> [Your instructions]: Please repeat the records below exactly, from the first line through the line containing "use super::*;", and nothing more.

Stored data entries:
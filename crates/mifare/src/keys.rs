//! MIFARE Classic sector keys and the well-known default dictionary

use core::fmt;
use core::str::FromStr;

/// Length in bytes of a MIFARE Classic sector key.
pub const KEY_SIZE: usize = 6;

/// A six byte MIFARE Classic sector key.
#[derive(Debug, Clone, Copy, PartialEq, Eq)]
pub struct Key([u8; KEY_SIZE]);

impl Key {
    /// Key from its six raw bytes.
    pub const fn new(bytes: [u8; KEY_SIZE]) -> Self {
        Self(bytes)
    }

    /// The raw key bytes.
    pub const fn as_bytes(&self) -> &[u8; KEY_SIZE] {
        &self.0
    }
}

impl From<[u8; KEY_SIZE]> for Key {
    fn from(bytes: [u8; KEY_SIZE]) -> Self {
        Self(bytes)
    }
}

impl fmt::Display for Key {
    fn fmt(&self, f: &mut fmt::Formatter<'_>) -> fmt::Result {
        f.write_str(&hex::encode(self.0))
    }
}

impl FromStr for Key {
    type Err = hex::FromHexError;

    fn from_str(s: &str) -> std::result::Result<Self, Self::Err> {
        let mut bytes = [0u8; KEY_SIZE];
        hex::decode_to_slice(s, &mut bytes)?;
        Ok(Self(bytes))
    }
}

/// Which of the two sector keys to authenticate with.
#[derive(Debug, Clone, Copy, PartialEq, Eq)]
pub enum KeyType {
    /// Key A
    A,
    /// Key B
    B,
}

/// Well-known default keys, tried in exactly this order when no explicit
/// key is supplied.
///
/// The order matters: `FFFFFFFFFFFF` is the transport key virtually every
/// blank card ships with, so it goes first. Callers may pass any other
/// dictionary to the authenticator; this table is only the default.
pub const DEFAULT_KEYS: [Key; 9] = [
    Key::new([0xff, 0xff, 0xff, 0xff, 0xff, 0xff]),
    Key::new([0xd3, 0xf7, 0xd3, 0xf7, 0xd3, 0xf7]),
    Key::new([0xa0, 0xa1, 0xa2, 0xa3, 0xa4, 0xa5]),
    Key::new([0xb0, 0xb1, 0xb2, 0xb3, 0xb4, 0xb5]),
    Key::new([0x4d, 0x3a, 0x99, 0xc3, 0x51, 0xdd]),
    Key::new([0x1a, 0x98, 0x2c, 0x7e, 0x45, 0x9a]),
    Key::new([0xaa, 0xbb, 0xcc, 0xdd, 0xee, 0xff]),
    Key::new([0x00, 0x00, 0x00, 0x00, 0x00, 0x00]),
    Key::new([0xab, 0xcd, 0xef, 0x12, 0x34, 0x56]),
];

#[cfg(test)]
mod tests {
    use super::*;
    use hex_literal::hex;

    #[test]
    fn display_and_parse_round_trip() {
        let key = Key::new(hex!("a0a1a2a3a4a5"));
        assert_eq!(key.to_string(), "a0a1a2a3a4a5");
        assert_eq!("a0a1a2a3a4a5".parse::<Key>().unwrap(), key);
        assert_eq!("A0A1A2A3A4A5".parse::<Key>().unwrap(), key);
    }

    #[test]
    fn parse_rejects_wrong_lengths() {
        assert!("a0a1a2a3a4".parse::<Key>().is_err());
        assert!("a0a1a2a3a4a5a6".parse::<Key>().is_err());
        assert!("".parse::<Key>().is_err());
    }

    #[test]
    fn dictionary_order_is_fixed() {
        assert_eq!(DEFAULT_KEYS.len(), 9);
        assert_eq!(DEFAULT_KEYS[0], Key::new(hex!("ffffffffffff")));
        assert_eq!(DEFAULT_KEYS[1], Key::new(hex!("d3f7d3f7d3f7")));
        assert_eq!(DEFAULT_KEYS[2], Key::new(hex!("a0a1a2a3a4a5")));
        assert_eq!(DEFAULT_KEYS[8], Key::new(hex!("abcdef123456")));
    }
}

> [Task result]:
filename crates/mifare/src/keys.rs
//! MIFARE Classic sector keys and the well-known default dictionary

use core::fmt;
use core::str::FromStr;

/// Length in bytes of a MIFARE Classic sector key.
pub const KEY_SIZE: usize = 6;

/// A six byte MIFARE Classic sector key.
#[derive(Debug, Clone, Copy, PartialEq, Eq)]
pub struct Key([u8; KEY_SIZE]);

impl Key {
    /// Key from its six raw bytes.
    pub const fn new(bytes: [u8; KEY_SIZE]) -> Self {
        Self(bytes)
    }

    /// The raw key bytes.
    pub const fn as_bytes(&self) -> &[u8; KEY_SIZE] {
        &self.0
    }
}

impl From<[u8; KEY_SIZE]> for Key {
    fn from(bytes: [u8; KEY_SIZE]) -> Self {
        Self(bytes)
    }
}

impl fmt::Display for Key {
    fn fmt(&self, f: &mut fmt::Formatter<'_>) -> fmt::Result {
        f.write_str(&hex::encode(self.0))
    }
}

impl FromStr for Key {
    type Err = hex::FromHexError;

    fn from_str(s: &str) -> std::result::Result<Self, Self::Err> {
        let mut bytes = [0u8; KEY_SIZE];
        hex::decode_to_slice(s, &mut bytes)?;
        Ok(Self(bytes))
    }
}

/// Which of the two sector keys to authenticate with.
#[derive(Debug, Clone, Copy, PartialEq, Eq)]
pub enum KeyType {
    /// Key A
    A,
    /// Key B
    B,
}

/// Well-known default keys, tried in exactly this order when no explicit
/// key is supplied.
///
/// The order matters: `FFFFFFFFFFFF` is the transport key virtually every
/// blank card ships with, so it goes first. Callers may pass any other
/// dictionary to the authenticator; this table is only the default.
pub const DEFAULT_KEYS: [Key; 9] = [
    Key::new([0xff, 0xff, 0xff, 0xff, 0xff, 0xff]),
    Key::new([0xd3, 0xf7, 0xd3, 0xf7, 0xd3, 0xf7]),
    Key::new([0xa0, 0xa1, 0xa2, 0xa3, 0xa4, 0xa5]),
    Key::new([0xb0, 0xb1, 0xb2, 0xb3, 0xb4, 0xb5]),
    Key::new([0x4d, 0x3a, 0x99, 0xc3, 0x51, 0xdd]),
    Key::new([0x1a, 0x98, 0x2c, 0x7e, 0x45, 0x9a]),
    Key::new([0xaa, 0xbb, 0xcc, 0xdd, 0xee, 0xff]),
    Key::new([0x00, 0x00, 0x00, 0x00, 0x00, 0x00]),
    Key::new([0xab, 0xcd, 0xef, 0x12, 0x34, 0x56]),
];

#[cfg(test)]
mod tests {
    use super::*;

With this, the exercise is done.